その身体はもう震えておらず、呼吸も安定しているのが、抱きしめた背中から芽衣にもわかった。
「われら竜は、自身が住みよいようにその場を作り変える性質を持っている。友は賢くてそれを知っていたから、われに頼んだのだ。この国を緑と水に溢れた場所にしてほしいと。現れたのが火竜でなく、われだったのは幸運だったと。竜の姿のわれを見ても物怖じせず、それでいて真摯に頼むのが面白くてな……われは、力を貸してやることに決めたのだ」
言いながら、アラインは聖木を撫でていた。無惨に切られたその断面を、枯れて乾いた幹を。
「ただ、環境を作りかえるということは、その場に根を生やすということだ。己の体を分け与えるということだ。われはそれだけ力が弱くなり、無防備になる。それに、浄化を終えてからは力尽きて、長い眠りにつく。そのあいだ、友は守ると約束してくれたのだ。自分が死んでも、彼の子が、孫が、必ずわれを守ると。長きに渡って、友はその約束を守ってくれていた」
聞いていてつらくなって、芽衣はアラインの背にしがみついて顔をうずめた。
傷つき疲れ果てた彼を癒やし、なぐさめてやりたいと思うのに、その術を知らないのがもどかしくて。
「あの……それでは、聖木は……聖森はアライン様の体の一部なのだということなんですか?」
ナールが、おそるおそる口を開いた。
「ああ、そうだな。そのようなものだ。特に聖木はわれの爪のような、指先のような、そういったものだ」
「……何ということだ」
崇める神の体をこうきてむざむざ傷つけさせたということに責任や罪の意識を感じたのか、ナールは両手を握りしめ震えていた。その隣でエイラも、祈るように手を組んでいた。
その姿は許しを乞うようで、憐れだった。シアルマの罪は、ふたりをそんなふうにさせてしまうほど恐ろしいものだったのだ。
「こうして一部とは言え切り倒されてたのでは、力が出ないのと納得だな……」
アラインはじっと手のひらを見て、悲しそうに微笑む。そこには、恨みも憎しみもない。あるのは、静かな諦念だけだ。
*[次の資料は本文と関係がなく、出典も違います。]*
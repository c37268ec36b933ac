//! Hand-drawn SVG charts of the home view.
//!
//! Geometry lives in plain functions so it can be checked without a DOM.

use contracts::dashboards::d001_ecommerce::{
    LocationRevenue, ProjectionPoint, RevenuePoint, RevenueTotals, SalesChannel,
};
use contracts::shared::format::{format_currency, format_percent};
use leptos::prelude::*;
use std::f64::consts::PI;

const COLUMN_START: f64 = 60.0;
const COLUMN_STEP: f64 = 60.0;

const BAR_WIDTH: f64 = 20.0;
const BAR_BASELINE: f64 = 200.0;
const BAR_MAX_HEIGHT: f64 = 160.0;
/// Value (millions) drawn at full bar height
const BAR_SCALE: f64 = 30.0;
const ACTUAL_BAR_OFFSET: f64 = 25.0;
const MONTH_LABEL_OFFSET: f64 = 30.0;

const LINE_BASELINE: f64 = 160.0;
const LINE_MAX_HEIGHT: f64 = 140.0;
const LINE_SCALE: f64 = 35.0;

const DONUT_RADIUS: f64 = 80.0;

const Y_AXIS_LABELS: [(&str, u32); 5] = [("30M", 20), ("20M", 60), ("10M", 100), ("5M", 140), ("0", 180)];

#[derive(Debug, Clone, Copy, PartialEq)]
pub struct BarRect {
    pub x: f64,
    pub y: f64,
    pub height: f64,
}

fn column_x(index: usize) -> f64 {
    COLUMN_START + index as f64 * COLUMN_STEP
}

fn bar(index: usize, value: f64, offset: f64) -> BarRect {
    let height = value / BAR_SCALE * BAR_MAX_HEIGHT;
    BarRect {
        x: column_x(index) + offset,
        y: BAR_BASELINE - height,
        height,
    }
}

pub fn projection_bar(index: usize, value: f64) -> BarRect {
    bar(index, value, 0.0)
}

pub fn actual_bar(index: usize, value: f64) -> BarRect {
    bar(index, value, ACTUAL_BAR_OFFSET)
}

pub fn bar_label_x(index: usize) -> f64 {
    column_x(index) + MONTH_LABEL_OFFSET
}

/// `points` attribute of a revenue polyline.
pub fn line_points(values: impl IntoIterator<Item = f64>) -> String {
    values
        .into_iter()
        .enumerate()
        .map(|(i, v)| {
            format!(
                "{},{}",
                column_x(i),
                LINE_BASELINE - v / LINE_SCALE * LINE_MAX_HEIGHT
            )
        })
        .collect::<Vec<_>>()
        .join(" ")
}

/// `stroke-dasharray` drawing `share` (0..=1) of the donut ring.
pub fn donut_dash_array(share: f64) -> String {
    let circumference = 2.0 * PI * DONUT_RADIUS;
    format!("{} {}", circumference * share, circumference)
}

#[component]
pub fn ProjectionsChart(points: Vec<ProjectionPoint>) -> impl IntoView {
    let bars = points
        .iter()
        .enumerate()
        .map(|(i, point)| {
            let projected = projection_bar(i, point.projections);
            let actual = actual_bar(i, point.actuals);
            view! {
                <rect x=projected.x y=projected.y width=BAR_WIDTH height=projected.height fill="#e2e8f0" opacity="0.6" rx="2" />
                <rect x=actual.x y=actual.y width=BAR_WIDTH height=actual.height fill="#3b82f6" rx="2" />
                <text x=bar_label_x(i) y="195" font-size="12" fill="var(--text-tertiary)" text-anchor="middle">
                    {point.month.clone()}
                </text>
            }
        })
        .collect_view();

    view! {
        <div class="chart-card">
            <div class="chart-card__header">
                <h3 class="chart-card__title">"Projections vs Actuals"</h3>
            </div>
            <svg width="100%" height="200" viewBox="0 0 400 200" class="chart-card__svg">
                {Y_AXIS_LABELS
                    .iter()
                    .map(|(label, y)| view! {
                        <text x="10" y=*y font-size="12" fill="var(--text-tertiary)">{*label}</text>
                    })
                    .collect_view()}
                {bars}
            </svg>
        </div>
    }
}

#[component]
pub fn RevenueChart(points: Vec<RevenuePoint>, totals: RevenueTotals) -> impl IntoView {
    let current = line_points(points.iter().map(|p| p.current));
    let previous = line_points(points.iter().map(|p| p.previous));

    view! {
        <div class="chart-card">
            <div class="chart-card__header">
                <h3 class="chart-card__title">"Revenue"</h3>
                <div class="chart-card__legend">
                    <span class="chart-card__legend-item">
                        "Current Week "
                        <strong>{format_currency(totals.current_week)}</strong>
                    </span>
                    <span class="chart-card__legend-item">
                        "Previous Week "
                        <strong>{format_currency(totals.previous_week)}</strong>
                    </span>
                </div>
            </div>
            <svg width="100%" height="160" viewBox="0 0 400 160" class="chart-card__svg">
                <polyline points=current fill="none" stroke="var(--text-primary)" stroke-width="3" stroke-linecap="round" stroke-linejoin="round" />
                <polyline points=previous fill="none" stroke="#3b82f6" stroke-width="3" stroke-linecap="round" stroke-linejoin="round" stroke-dasharray="5,5" />
                {points
                    .iter()
                    .enumerate()
                    .map(|(i, point)| view! {
                        <text x=column_x(i) y="155" font-size="12" fill="var(--text-tertiary)" text-anchor="middle">
                            {point.month.clone()}
                        </text>
                    })
                    .collect_view()}
            </svg>
        </div>
    }
}

#[component]
pub fn LocationRevenueList(locations: Vec<LocationRevenue>) -> impl IntoView {
    view! {
        <div class="chart-card">
            <div class="chart-card__header">
                <h3 class="chart-card__title">"Revenue by Location"</h3>
            </div>
            <div class="location-map">{crate::shared::icons::icon("globe")}</div>
            <div class="location-list">
                {locations
                    .into_iter()
                    .map(|location| {
                        let label = location.revenue_label();
                        view! {
                            <div class="location-list__item">
                                <span class="dot" style:background-color=location.color></span>
                                <span class="location-list__city">{location.city}</span>
                                <span class="location-list__value">{label}</span>
                            </div>
                        }
                    })
                    .collect_view()}
            </div>
        </div>
    }
}

#[component]
pub fn TotalSalesDonut(
    channels: Vec<SalesChannel>,
    /// Share (0..=1) drawn as the highlighted arc
    share: f64,
) -> impl IntoView {
    let centre_label = channels
        .first()
        .map(|channel| format_percent(channel.percentage))
        .unwrap_or_default();

    view! {
        <div class="chart-card chart-card--donut">
            <div class="chart-card__header">
                <h3 class="chart-card__title">"Total Sales"</h3>
            </div>
            <svg width="200" height="200" viewBox="0 0 200 200">
                <circle cx="100" cy="100" r=DONUT_RADIUS fill="none" stroke="#e2e8f0" stroke-width="16" />
                <circle
                    cx="100"
                    cy="100"
                    r=DONUT_RADIUS
                    fill="none"
                    stroke="#3b82f6"
                    stroke-width="16"
                    stroke-dasharray=donut_dash_array(share)
                    stroke-dashoffset="0"
                    transform="rotate(-90 100 100)"
                />
                <text x="100" y="105" text-anchor="middle" font-size="24" font-weight="600" fill="var(--text-primary)">
                    {centre_label}
                </text>
            </svg>
            <div class="donut-legend">
                {channels
                    .into_iter()
                    .map(|channel| view! {
                        <div class="donut-legend__item">
                            <span class="dot" style:background-color=channel.color></span>
                            <span class="donut-legend__label">{channel.channel}</span>
                            <span class="donut-legend__value">{format_currency(channel.amount)}</span>
                        </div>
                    })
                    .collect_view()}
            </div>
        </div>
    }
}

#[cfg(test)]
mod tests {
    use super::*;

    fn close(a: f64, b: f64) -> bool {
        (a - b).abs() < 1e-9
    }

    #[test]
    fn test_bar_geometry() {
        let projected = projection_bar(0, 30.0);
        assert_eq!(projected, BarRect { x: 60.0, y: 40.0, height: 160.0 });

        let actual = actual_bar(2, 15.0);
        assert!(close(actual.x, 205.0));
        assert!(close(actual.height, 80.0));
        assert!(close(actual.y, 120.0));

        assert!(close(bar_label_x(1), 150.0));
    }

    #[test]
    fn test_line_points() {
        assert_eq!(line_points([15.0, 35.0, 0.0]), "60,100 120,20 180,160");
        assert_eq!(line_points(std::iter::empty()), "");
    }

    #[test]
    fn test_donut_dash_array() {
        let full = 2.0 * PI * 80.0;
        assert_eq!(donut_dash_array(1.0), format!("{} {}", full, full));
        assert_eq!(donut_dash_array(0.0), format!("0 {}", full));
    }
}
「聖木が切り倒された状態では、この場の浄化は難しいですか?」
あきらめた、それでも希望にすがるようにサイラスは尋ねる。
「そうだな。浄化の光を広げるためには、この世界のものでない命が必要だからな。そのための聖木だったのだ」
アラインの言葉を聞いて、芽衣は唐突にひらめいた。
自分は、聖女は、何のためにここにいるのかということを。
だから、気がつけば口を開いていた。